* Source material:
Segment Open
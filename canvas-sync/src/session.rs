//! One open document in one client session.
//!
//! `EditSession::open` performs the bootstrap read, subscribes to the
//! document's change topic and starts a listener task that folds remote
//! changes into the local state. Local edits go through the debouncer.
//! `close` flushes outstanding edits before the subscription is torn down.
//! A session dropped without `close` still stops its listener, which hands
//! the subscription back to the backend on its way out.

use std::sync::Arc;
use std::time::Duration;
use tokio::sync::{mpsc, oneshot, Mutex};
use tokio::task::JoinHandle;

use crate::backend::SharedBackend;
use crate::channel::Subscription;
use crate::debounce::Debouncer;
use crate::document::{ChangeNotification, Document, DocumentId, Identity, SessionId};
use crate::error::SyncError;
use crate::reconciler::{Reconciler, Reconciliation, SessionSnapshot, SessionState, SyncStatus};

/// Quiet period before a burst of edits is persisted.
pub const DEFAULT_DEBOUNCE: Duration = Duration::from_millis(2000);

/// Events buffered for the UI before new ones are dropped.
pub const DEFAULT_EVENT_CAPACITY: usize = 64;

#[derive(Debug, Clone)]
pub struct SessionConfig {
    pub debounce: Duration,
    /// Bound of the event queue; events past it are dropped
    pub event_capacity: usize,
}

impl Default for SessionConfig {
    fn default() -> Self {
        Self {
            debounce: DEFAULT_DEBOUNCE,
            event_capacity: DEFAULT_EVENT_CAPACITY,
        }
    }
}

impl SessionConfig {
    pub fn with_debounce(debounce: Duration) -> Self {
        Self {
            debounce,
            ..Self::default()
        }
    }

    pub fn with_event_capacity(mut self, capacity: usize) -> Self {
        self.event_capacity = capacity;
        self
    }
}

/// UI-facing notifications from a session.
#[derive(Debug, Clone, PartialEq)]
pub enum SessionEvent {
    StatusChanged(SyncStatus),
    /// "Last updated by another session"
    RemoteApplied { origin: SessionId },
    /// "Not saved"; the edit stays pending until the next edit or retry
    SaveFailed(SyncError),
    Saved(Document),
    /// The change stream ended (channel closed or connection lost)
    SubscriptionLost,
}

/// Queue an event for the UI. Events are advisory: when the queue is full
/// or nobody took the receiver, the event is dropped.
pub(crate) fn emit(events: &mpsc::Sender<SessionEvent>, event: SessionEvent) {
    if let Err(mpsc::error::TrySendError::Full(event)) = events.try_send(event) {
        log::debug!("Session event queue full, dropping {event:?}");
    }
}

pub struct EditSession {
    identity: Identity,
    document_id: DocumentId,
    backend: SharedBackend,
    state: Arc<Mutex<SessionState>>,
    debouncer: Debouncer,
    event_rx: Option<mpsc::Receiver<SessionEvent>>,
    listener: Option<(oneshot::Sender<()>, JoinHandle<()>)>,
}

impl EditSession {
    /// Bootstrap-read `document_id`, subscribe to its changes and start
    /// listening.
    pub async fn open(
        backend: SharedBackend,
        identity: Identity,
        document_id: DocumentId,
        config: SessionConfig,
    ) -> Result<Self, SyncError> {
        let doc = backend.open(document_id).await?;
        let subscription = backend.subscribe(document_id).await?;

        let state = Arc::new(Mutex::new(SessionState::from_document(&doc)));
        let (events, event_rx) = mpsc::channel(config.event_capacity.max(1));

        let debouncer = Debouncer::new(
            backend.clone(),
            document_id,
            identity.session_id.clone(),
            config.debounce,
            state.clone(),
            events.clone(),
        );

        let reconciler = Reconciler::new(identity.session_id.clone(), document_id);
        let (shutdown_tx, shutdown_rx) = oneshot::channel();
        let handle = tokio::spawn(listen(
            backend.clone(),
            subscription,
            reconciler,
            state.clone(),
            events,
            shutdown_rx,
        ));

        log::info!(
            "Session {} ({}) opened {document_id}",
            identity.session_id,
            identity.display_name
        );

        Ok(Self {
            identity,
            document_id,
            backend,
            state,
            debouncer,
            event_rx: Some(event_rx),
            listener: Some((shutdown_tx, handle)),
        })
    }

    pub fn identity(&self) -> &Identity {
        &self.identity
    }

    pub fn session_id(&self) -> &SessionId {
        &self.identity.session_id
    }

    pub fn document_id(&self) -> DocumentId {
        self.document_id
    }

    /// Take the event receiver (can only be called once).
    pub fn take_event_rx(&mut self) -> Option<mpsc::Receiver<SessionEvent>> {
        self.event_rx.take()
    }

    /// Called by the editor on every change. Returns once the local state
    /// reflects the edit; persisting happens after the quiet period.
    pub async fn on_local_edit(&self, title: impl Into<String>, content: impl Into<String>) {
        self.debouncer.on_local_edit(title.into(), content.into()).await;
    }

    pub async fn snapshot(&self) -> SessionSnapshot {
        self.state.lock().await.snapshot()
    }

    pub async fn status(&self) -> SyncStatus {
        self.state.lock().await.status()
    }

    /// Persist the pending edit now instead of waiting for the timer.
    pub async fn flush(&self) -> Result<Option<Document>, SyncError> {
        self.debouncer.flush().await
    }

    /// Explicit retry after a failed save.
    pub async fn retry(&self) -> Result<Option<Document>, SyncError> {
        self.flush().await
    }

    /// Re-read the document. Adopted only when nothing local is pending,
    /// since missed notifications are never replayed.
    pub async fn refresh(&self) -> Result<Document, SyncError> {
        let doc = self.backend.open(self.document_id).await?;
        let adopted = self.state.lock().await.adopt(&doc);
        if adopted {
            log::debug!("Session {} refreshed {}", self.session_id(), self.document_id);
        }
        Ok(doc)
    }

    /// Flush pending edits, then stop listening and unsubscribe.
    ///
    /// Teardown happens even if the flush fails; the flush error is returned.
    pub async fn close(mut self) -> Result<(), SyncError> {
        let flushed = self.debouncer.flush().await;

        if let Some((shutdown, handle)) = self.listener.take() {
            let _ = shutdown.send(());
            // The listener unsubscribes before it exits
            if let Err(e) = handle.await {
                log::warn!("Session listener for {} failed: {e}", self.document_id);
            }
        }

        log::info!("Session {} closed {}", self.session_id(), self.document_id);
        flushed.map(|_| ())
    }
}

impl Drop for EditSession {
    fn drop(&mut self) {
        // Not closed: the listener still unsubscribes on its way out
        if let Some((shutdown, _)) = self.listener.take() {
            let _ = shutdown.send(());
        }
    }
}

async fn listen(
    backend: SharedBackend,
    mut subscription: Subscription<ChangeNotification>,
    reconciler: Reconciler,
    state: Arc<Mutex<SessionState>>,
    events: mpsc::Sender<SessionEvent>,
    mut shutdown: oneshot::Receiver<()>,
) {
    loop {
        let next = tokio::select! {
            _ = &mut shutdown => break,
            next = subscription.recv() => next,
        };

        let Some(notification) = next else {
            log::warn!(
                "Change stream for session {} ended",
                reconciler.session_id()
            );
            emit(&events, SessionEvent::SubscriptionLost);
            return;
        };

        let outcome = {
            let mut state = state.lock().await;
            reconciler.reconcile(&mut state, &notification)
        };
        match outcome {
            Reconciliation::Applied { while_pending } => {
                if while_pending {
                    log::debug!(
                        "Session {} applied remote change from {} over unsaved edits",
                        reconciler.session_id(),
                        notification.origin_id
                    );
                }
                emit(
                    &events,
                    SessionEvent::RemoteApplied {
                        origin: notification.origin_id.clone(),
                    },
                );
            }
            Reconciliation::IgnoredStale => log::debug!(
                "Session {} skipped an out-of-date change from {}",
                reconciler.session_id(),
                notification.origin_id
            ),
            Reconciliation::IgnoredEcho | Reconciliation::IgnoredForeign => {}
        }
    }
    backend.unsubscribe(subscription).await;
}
Segment Closed
* Exercise goal:
Of all the entries above, output exactly the lines between the one holding "once the local state" and the one holding "pub async fn refresh(&self)", inclusive.

* Exercise output:
    /// Called by the editor on every change. Returns once the local state
    /// reflects the edit; persisting happens after the quiet period.
    pub async fn on_local_edit(&self, title: impl Into<String>, content: impl Into<String>) {
        self.debouncer.on_local_edit(title.into(), content.into()).await;
    }

    pub async fn snapshot(&self) -> SessionSnapshot {
        self.state.lock().await.snapshot()
    }

    pub async fn status(&self) -> SyncStatus {
        self.state.lock().await.status()
    }

    /// Persist the pending edit now instead of waiting for the timer.
    pub async fn flush(&self) -> Result<Option<Document>, SyncError> {
        self.debouncer.flush().await
    }

    /// Explicit retry after a failed save.
    pub async fn retry(&self) -> Result<Option<Document>, SyncError> {
        self.flush().await
    }

    /// Re-read the document. Adopted only when nothing local is pending,
    /// since missed notifications are never replayed.
    pub async fn refresh(&self) -> Result<Document, SyncError> {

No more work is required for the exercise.